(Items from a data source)
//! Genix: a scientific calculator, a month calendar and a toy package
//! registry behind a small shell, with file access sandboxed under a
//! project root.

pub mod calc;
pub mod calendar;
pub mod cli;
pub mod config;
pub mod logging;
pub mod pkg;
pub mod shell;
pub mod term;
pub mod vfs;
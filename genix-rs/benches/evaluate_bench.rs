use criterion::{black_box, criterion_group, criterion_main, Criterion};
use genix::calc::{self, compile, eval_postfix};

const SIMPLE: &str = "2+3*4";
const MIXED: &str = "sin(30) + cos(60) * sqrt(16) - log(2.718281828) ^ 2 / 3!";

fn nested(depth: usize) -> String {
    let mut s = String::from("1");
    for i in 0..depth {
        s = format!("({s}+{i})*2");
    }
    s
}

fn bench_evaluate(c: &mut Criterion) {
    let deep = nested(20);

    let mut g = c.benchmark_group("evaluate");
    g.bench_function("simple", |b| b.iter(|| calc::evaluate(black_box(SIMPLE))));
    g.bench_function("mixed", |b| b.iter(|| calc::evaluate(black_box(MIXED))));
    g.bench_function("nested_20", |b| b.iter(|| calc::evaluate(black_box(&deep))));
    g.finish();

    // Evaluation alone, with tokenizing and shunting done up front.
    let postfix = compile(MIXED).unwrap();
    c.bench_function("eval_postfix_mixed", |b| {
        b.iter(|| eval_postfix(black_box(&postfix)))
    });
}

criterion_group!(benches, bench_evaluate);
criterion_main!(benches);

---

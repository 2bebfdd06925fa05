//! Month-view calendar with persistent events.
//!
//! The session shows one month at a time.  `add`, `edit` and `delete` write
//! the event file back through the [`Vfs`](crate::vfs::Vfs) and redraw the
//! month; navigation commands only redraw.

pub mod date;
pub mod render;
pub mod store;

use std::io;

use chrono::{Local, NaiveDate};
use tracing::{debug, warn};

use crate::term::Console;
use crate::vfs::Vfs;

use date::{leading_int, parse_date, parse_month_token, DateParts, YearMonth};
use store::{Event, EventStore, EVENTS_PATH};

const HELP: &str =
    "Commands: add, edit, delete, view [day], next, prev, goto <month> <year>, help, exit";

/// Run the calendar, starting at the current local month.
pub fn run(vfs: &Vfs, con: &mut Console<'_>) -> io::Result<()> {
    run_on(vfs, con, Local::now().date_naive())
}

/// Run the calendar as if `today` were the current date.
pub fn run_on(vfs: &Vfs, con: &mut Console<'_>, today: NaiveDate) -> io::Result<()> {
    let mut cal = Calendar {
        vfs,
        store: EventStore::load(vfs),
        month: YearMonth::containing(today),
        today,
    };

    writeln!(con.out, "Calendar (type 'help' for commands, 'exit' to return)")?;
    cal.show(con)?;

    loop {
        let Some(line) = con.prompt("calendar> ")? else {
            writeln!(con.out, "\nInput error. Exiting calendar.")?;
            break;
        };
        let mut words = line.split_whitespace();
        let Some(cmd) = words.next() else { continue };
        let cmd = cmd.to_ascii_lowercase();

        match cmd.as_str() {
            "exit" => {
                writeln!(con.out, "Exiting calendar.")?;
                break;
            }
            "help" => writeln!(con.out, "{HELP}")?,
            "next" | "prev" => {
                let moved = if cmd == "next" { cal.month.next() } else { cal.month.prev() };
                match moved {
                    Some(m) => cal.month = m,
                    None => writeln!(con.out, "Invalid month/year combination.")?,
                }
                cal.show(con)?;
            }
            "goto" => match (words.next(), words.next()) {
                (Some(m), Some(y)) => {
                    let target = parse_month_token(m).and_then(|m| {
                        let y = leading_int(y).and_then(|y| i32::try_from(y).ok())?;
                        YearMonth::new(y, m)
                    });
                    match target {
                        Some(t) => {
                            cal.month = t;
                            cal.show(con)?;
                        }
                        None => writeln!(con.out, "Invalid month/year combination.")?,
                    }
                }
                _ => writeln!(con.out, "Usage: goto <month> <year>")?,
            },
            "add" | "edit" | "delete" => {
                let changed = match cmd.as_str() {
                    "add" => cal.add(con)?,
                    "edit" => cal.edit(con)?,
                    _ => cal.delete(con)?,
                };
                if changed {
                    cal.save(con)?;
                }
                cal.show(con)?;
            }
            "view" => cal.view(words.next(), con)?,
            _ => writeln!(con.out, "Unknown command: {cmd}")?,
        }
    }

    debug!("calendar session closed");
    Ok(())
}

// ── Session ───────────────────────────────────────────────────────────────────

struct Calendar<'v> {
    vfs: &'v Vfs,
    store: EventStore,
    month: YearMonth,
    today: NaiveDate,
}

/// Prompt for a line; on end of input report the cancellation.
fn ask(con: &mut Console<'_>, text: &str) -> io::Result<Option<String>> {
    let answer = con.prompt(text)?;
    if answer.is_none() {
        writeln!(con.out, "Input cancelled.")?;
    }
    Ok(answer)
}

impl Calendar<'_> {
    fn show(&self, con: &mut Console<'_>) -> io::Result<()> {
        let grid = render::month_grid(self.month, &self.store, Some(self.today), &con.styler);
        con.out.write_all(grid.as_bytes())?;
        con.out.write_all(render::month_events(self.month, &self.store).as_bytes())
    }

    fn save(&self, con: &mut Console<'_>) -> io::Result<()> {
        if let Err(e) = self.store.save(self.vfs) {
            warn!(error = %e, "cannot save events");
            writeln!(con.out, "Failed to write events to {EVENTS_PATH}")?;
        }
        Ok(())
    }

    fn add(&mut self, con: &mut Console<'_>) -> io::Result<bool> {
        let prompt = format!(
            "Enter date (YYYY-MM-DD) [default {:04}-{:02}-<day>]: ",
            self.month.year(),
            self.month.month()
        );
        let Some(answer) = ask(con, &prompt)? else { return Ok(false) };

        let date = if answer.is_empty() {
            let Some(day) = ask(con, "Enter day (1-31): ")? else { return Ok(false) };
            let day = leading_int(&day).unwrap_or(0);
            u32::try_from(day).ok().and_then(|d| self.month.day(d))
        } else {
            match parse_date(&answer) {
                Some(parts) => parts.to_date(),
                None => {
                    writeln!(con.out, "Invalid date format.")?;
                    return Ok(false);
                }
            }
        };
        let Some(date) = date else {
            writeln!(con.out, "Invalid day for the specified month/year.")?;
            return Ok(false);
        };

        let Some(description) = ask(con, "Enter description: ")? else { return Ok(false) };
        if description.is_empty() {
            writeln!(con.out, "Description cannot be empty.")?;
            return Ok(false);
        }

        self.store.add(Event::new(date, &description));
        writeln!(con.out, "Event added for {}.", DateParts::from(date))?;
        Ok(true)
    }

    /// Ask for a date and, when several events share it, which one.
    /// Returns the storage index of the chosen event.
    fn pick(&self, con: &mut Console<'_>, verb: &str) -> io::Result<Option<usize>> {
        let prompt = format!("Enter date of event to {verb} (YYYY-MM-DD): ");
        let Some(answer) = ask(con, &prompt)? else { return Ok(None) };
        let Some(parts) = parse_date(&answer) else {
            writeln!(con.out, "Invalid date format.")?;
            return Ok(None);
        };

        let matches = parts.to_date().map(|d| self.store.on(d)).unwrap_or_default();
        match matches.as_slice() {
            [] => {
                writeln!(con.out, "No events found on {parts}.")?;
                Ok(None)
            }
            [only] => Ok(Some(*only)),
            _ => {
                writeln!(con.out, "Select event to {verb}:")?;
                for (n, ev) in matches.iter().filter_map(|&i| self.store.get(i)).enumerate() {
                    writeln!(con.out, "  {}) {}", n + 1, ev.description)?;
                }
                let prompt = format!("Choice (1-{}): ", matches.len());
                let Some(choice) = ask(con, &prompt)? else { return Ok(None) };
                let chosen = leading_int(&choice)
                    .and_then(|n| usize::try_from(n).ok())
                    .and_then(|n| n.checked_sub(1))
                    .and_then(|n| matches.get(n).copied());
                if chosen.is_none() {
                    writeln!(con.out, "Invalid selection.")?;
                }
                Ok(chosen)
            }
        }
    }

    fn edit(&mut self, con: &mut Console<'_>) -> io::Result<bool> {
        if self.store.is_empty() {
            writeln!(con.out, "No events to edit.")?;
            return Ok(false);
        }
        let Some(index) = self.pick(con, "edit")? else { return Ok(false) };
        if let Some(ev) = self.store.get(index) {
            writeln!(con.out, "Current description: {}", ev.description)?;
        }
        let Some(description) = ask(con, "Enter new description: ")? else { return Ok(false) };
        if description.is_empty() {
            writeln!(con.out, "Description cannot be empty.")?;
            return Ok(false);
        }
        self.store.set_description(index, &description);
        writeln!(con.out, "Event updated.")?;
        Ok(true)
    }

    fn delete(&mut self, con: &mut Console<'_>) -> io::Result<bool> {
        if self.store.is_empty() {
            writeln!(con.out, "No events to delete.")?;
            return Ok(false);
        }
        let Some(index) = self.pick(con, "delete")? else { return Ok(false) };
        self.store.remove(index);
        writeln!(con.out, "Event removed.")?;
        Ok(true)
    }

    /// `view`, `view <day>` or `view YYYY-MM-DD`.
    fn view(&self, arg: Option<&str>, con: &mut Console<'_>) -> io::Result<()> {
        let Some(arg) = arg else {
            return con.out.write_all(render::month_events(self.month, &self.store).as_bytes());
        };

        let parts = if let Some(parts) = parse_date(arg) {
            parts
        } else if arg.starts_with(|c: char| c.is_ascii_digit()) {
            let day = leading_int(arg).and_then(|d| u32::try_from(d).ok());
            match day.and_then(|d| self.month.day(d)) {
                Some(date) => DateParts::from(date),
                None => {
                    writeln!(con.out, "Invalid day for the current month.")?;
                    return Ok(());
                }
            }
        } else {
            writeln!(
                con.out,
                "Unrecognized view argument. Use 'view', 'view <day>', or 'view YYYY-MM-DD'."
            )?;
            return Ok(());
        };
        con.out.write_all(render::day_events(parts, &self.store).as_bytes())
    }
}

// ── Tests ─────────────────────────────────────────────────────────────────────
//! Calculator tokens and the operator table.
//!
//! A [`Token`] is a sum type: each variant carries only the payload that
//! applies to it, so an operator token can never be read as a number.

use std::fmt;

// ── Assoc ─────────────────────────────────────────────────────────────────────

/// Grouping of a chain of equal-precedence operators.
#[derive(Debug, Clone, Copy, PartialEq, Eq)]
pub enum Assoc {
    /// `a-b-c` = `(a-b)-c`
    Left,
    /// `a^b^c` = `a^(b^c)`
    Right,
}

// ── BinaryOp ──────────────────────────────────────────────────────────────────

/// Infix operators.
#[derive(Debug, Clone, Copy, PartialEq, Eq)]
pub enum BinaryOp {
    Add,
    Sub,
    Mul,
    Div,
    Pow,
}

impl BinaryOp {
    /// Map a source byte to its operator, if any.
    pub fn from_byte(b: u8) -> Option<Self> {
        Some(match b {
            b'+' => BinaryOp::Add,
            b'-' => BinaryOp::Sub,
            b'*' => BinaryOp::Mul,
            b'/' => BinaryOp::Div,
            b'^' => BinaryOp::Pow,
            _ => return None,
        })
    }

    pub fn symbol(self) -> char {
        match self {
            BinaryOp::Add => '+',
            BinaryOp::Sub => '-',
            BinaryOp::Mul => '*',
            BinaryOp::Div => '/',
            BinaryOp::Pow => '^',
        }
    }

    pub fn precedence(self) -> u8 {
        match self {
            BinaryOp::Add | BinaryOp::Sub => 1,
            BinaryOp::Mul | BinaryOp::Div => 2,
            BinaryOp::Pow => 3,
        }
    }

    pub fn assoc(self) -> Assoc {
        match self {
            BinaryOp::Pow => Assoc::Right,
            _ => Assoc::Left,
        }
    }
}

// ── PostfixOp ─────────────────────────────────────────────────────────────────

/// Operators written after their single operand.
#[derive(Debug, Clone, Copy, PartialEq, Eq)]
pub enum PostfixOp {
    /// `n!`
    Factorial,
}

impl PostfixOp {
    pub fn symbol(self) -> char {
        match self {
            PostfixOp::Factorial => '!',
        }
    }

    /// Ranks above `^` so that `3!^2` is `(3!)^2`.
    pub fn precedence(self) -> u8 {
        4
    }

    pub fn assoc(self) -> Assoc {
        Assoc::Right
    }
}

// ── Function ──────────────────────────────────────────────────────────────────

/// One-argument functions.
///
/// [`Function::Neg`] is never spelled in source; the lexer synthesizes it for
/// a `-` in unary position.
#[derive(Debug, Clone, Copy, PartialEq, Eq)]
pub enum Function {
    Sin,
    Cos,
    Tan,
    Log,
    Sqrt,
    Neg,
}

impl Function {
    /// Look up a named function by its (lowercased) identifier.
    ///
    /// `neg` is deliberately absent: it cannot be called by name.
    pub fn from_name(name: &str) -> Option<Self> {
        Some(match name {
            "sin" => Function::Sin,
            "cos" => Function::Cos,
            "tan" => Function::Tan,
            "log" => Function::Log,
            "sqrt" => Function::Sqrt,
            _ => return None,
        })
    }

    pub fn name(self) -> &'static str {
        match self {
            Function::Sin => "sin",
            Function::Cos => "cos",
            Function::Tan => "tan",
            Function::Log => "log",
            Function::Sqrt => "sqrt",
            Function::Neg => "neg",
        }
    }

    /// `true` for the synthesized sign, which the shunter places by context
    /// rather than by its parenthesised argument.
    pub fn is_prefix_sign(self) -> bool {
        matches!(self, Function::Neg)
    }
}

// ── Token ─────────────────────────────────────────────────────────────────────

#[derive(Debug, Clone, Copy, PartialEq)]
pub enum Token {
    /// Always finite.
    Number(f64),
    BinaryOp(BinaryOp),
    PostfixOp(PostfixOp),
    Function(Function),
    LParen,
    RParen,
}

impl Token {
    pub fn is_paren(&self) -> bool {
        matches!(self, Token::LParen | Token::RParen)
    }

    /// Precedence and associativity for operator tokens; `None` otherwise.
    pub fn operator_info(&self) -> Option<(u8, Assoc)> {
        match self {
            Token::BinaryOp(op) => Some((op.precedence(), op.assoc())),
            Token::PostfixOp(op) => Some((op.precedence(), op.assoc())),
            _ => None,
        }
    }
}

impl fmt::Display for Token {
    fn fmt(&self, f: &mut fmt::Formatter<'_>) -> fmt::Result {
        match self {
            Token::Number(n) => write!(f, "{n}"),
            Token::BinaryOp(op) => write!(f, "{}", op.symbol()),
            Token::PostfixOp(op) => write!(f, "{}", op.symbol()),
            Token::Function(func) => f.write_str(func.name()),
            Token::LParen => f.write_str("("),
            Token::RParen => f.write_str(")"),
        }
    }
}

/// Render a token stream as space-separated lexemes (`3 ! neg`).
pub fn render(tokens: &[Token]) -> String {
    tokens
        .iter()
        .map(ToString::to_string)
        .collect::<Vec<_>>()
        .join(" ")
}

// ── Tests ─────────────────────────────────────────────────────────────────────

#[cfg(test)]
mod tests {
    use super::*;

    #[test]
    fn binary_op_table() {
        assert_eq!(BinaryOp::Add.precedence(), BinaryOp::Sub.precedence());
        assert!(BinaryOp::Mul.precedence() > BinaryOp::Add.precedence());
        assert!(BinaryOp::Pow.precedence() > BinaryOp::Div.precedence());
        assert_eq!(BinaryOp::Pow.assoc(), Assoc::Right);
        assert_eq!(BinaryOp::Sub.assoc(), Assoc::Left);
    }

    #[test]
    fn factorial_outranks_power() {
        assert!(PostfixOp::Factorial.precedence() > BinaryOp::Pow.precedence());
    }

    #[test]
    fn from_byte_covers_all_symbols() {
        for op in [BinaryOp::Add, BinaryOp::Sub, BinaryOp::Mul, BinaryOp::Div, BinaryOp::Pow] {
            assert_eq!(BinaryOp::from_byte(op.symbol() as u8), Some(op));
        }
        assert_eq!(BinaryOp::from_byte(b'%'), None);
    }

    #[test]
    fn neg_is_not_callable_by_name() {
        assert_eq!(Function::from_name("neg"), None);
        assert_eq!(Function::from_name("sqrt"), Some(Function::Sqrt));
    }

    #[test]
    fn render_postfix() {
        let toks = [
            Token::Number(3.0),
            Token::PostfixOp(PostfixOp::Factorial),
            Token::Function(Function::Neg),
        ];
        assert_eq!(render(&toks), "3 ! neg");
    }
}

* Goal of the exercise
Check each line of the data for "depth". Copy the lines where it turns up.

* Task result
fn nested(depth: usize) -> String {
    for i in 0..depth {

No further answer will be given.